Sunday, March 6, 2011

Eyes That Truly See


As I'm sure you remember, our friend Kaylie works in Kenya with an American-based organization called BuildaBridge.  Her main job in Kenya is to teach art to the disadvantaged kids living in the slums.  Art may seem unnecessary for children living in poverty, but it actually teaches them to see beauty around them, regardless of the view in front of them.     

The kids we worked with live in Mathare, a slum that is home to more than half a million people.  Their “houses” are tiny, one-room shacks made with corrugated tin for roofs and walls.   The paths through the slum are paved with every kind of garbage and are soggy from contaminated water and sewage.  The sights and smells are overpowering and it’s easy to despair for those who live there. 

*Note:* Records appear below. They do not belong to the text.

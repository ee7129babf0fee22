use crate::events::MonitorId;
use serde::{Deserialize, Deserializer};

/// Kind of check a monitor performs
///
/// `Group` is the only composite kind; its status comes from its children.
/// Kinds the bridge does not report on are kept as `Unsupported` so the
/// registry can treat them as absent.
#[derive(Debug, Clone, PartialEq, Eq)]
pub enum MonitorKind {
    /// HTTP(S) probe
    Http,
    /// Push receiver, the monitored service calls in
    Push,
    /// TCP port check
    Port,
    /// Container state check
    Docker,
    /// HTTP probe asserting on a JSON response
    JsonQuery,
    /// Composite monitor over other monitors
    Group { children: Vec<MonitorId> },
    /// Any kind the bridge does not handle
    Unsupported(String),
}

impl MonitorKind {
    fn from_wire(kind: &str, children: Vec<MonitorId>) -> Self {
        match kind {
            "http" => MonitorKind::Http,
            "push" => MonitorKind::Push,
            "port" => MonitorKind::Port,
            "docker" => MonitorKind::Docker,
            "json-query" => MonitorKind::JsonQuery,
            "group" => MonitorKind::Group { children },
            other => MonitorKind::Unsupported(other.to_string()),
        }
    }

    /// Whether the monitor performs a direct check (as opposed to grouping)
    pub fn is_leaf(&self) -> bool {
        match self {
            MonitorKind::Http
            | MonitorKind::Push
            | MonitorKind::Port
            | MonitorKind::Docker
            | MonitorKind::JsonQuery => true,
            MonitorKind::Group { .. } | MonitorKind::Unsupported(_) => false,
        }
    }

    pub fn is_supported(&self) -> bool {
        !matches!(self, MonitorKind::Unsupported(_))
    }

    /// Human readable label used in log lines
    pub fn label(&self) -> &str {
        match self {
            MonitorKind::Http => "HTTP",
            MonitorKind::Push => "Push",
            MonitorKind::Port => "Port",
            MonitorKind::Docker => "Docker",
            MonitorKind::JsonQuery => "JSON query",
            MonitorKind::Group { .. } => "Group",
            MonitorKind::Unsupported(kind) => kind,
        }
    }
}

/// A key/value label attached to a monitor
#[derive(Debug, Clone, PartialEq, Eq, Deserialize)]
pub struct Tag {
    pub name: String,
    #[serde(default)]
    pub value: Option<String>,
}

impl Tag {
    pub fn new(name: impl Into<String>, value: impl Into<String>) -> Self {
        Self {
            name: name.into(),
            value: Some(value.into()),
        }
    }
}

/// Monitor definition as listed by the monitoring backend
#[derive(Debug, Clone, PartialEq, Deserialize)]
#[serde(from = "MonitorRecord")]
pub struct Monitor {
    pub id: MonitorId,
    pub name: String,
    pub kind: MonitorKind,
    pub active: bool,
    pub tags: Vec<Tag>,
}

impl Monitor {
    pub fn new(id: MonitorId, name: impl Into<String>, kind: MonitorKind) -> Self {
        Self {
            id,
            name: name.into(),
            kind,
            active: true,
            tags: Vec::new(),
        }
    }

    pub fn with_tag(mut self, name: impl Into<String>, value: impl Into<String>) -> Self {
        self.tags.push(Tag::new(name, value));
        self
    }

    pub fn inactive(mut self) -> Self {
        self.active = false;
        self
    }

    /// Value of the first tag with the given name, ignoring blank values
    pub fn tag_value(&self, name: &str) -> Option<&str> {
        self.tags
            .iter()
            .find(|tag| tag.name == name)
            .and_then(|tag| tag.value.as_deref())
            .map(str::trim)
            .filter(|value| !value.is_empty())
    }

    /// Child ids for group monitors, empty for every other kind
    pub fn children(&self) -> &[MonitorId] {
        match &self.kind {
            MonitorKind::Group { children } => children,
            _ => &[],
        }
    }
}

/// Wire shape of a monitor in the `monitorList` event
#[derive(Deserialize)]
struct MonitorRecord {
    id: MonitorId,
    #[serde(default)]
    name: String,
    #[serde(rename = "type")]
    kind: String,
    #[serde(default = "active_by_default", deserialize_with = "flag")]
    active: bool,
    #[serde(default)]
    tags: Vec<Tag>,
    #[serde(rename = "childrenIDs", default)]
    children_ids: Vec<MonitorId>,
}

impl From<MonitorRecord> for Monitor {
    fn from(record: MonitorRecord) -> Self {
        Monitor {
            id: record.id,
            name: record.name,
            kind: MonitorKind::from_wire(&record.kind, record.children_ids),
            active: record.active,
            tags: record.tags,
        }
    }
}

fn active_by_default() -> bool {
    true
}

/// The backend sends `active` either as a boolean or as 0/1
fn flag<'de, D>(deserializer: D) -> Result<bool, D::Error>
where
    D: Deserializer<'de>,
{
    #[derive(Deserialize)]
    #[serde(untagged)]
    enum Wire {
        Bool(bool),
        Int(i64),
    }

    Ok(match Wire::deserialize(deserializer)? {
        Wire::Bool(value) => value,
        Wire::Int(value) => value != 0,
    })
}

#[cfg(test)]
mod tests {
    use super::*;

    #[test]
    fn test_monitor_deserialization_from_backend_listing() {
        let json = r##"{
            "id": 7,
            "name": "API",
            "type": "http",
            "active": 1,
            "tags": [
                {"tag_id": 1, "monitor_id": 7, "name": "kener", "value": "api", "color": "#fff"},
                {"tag_id": 2, "monitor_id": 7, "name": "max_ping", "value": "500", "color": "#000"}
            ],
            "childrenIDs": []
        }"##;

        let monitor: Monitor = serde_json::from_str(json).unwrap();
        assert_eq!(monitor.id, 7);
        assert_eq!(monitor.name, "API");
        assert_eq!(monitor.kind, MonitorKind::Http);
        assert!(monitor.active);
        assert_eq!(monitor.tag_value("kener"), Some("api"));
        assert_eq!(monitor.tag_value("max_ping"), Some("500"));
    }

    #[test]
    fn test_group_monitor_keeps_children() {
        let json = r#"{"id": 3, "name": "Edge", "type": "group", "active": true, "childrenIDs": [1, 2]}"#;

        let monitor: Monitor = serde_json::from_str(json).unwrap();
        assert_eq!(monitor.kind, MonitorKind::Group { children: vec![1, 2] });
        assert_eq!(monitor.children(), &[1, 2]);
        assert!(monitor.tags.is_empty());
    }

    #[test]
    fn test_unknown_kind_is_unsupported() {
        let json = r#"{"id": 4, "name": "DNS", "type": "dns", "active": false}"#;

        let monitor: Monitor = serde_json::from_str(json).unwrap();
        assert_eq!(monitor.kind, MonitorKind::Unsupported("dns".to_string()));
        assert!(!monitor.kind.is_supported());
        assert!(!monitor.active);
    }

    #[test]
    fn test_blank_tag_value_is_ignored() {
        let monitor = Monitor::new(1, "Web", MonitorKind::Http)
            .with_tag("kener", "  ")
            .with_tag("other", "x");

        assert_eq!(monitor.tag_value("kener"), None);
        assert_eq!(monitor.tag_value("missing"), None);
        assert_eq!(monitor.tag_value("other"), Some("x"));
    }

    #[test]
    fn test_leaf_kinds() {
        assert!(MonitorKind::Http.is_leaf());
        assert!(MonitorKind::Push.is_leaf());
        assert!(MonitorKind::Port.is_leaf());
        assert!(MonitorKind::Docker.is_leaf());
        assert!(MonitorKind::JsonQuery.is_leaf());
        assert!(!MonitorKind::Group { children: vec![] }.is_leaf());
        assert!(!MonitorKind::Unsupported("dns".to_string()).is_leaf());
    }
}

But these precious children are not overwhelmed by the desperation of their circumstances.  They still find beauty in their world.  Every week, at the beginning of art class, they are asked to share one good thing and one bad thing from their week.  Every week, their recollection of the good outnumbers the bad.  They see good in glitter – in gleeful delight using it to decorate their art projects and then themselves.  They marvel at the buzz of kazoos and eagerly try to figure out how to play them.  Little things, counted as good and seen as beauty.

Maybe these children should have been teaching me.  How many times have I let my circumstances dictate my emotions?  I get sick, quarrel with a friend, or miss my bus, and my joy slips away.  James 1:2 says that we can “count it all joy.”  What an encouragement, for if joy is dependent on the situations surrounding us, then there could be no joy, no beauty in Mathare.  And yet every Saturday I spent in Mathare I heard reports to the contrary: the good outnumbered the bad, the beauty outweighed the burden.  

Like James said, we can count everything as joy.  We can choose to see beauty everywhere.  Eyes that seek it will find it, as the children in Mathare showed me, and a heart turned toward beauty will never fail to be thankful and joyful.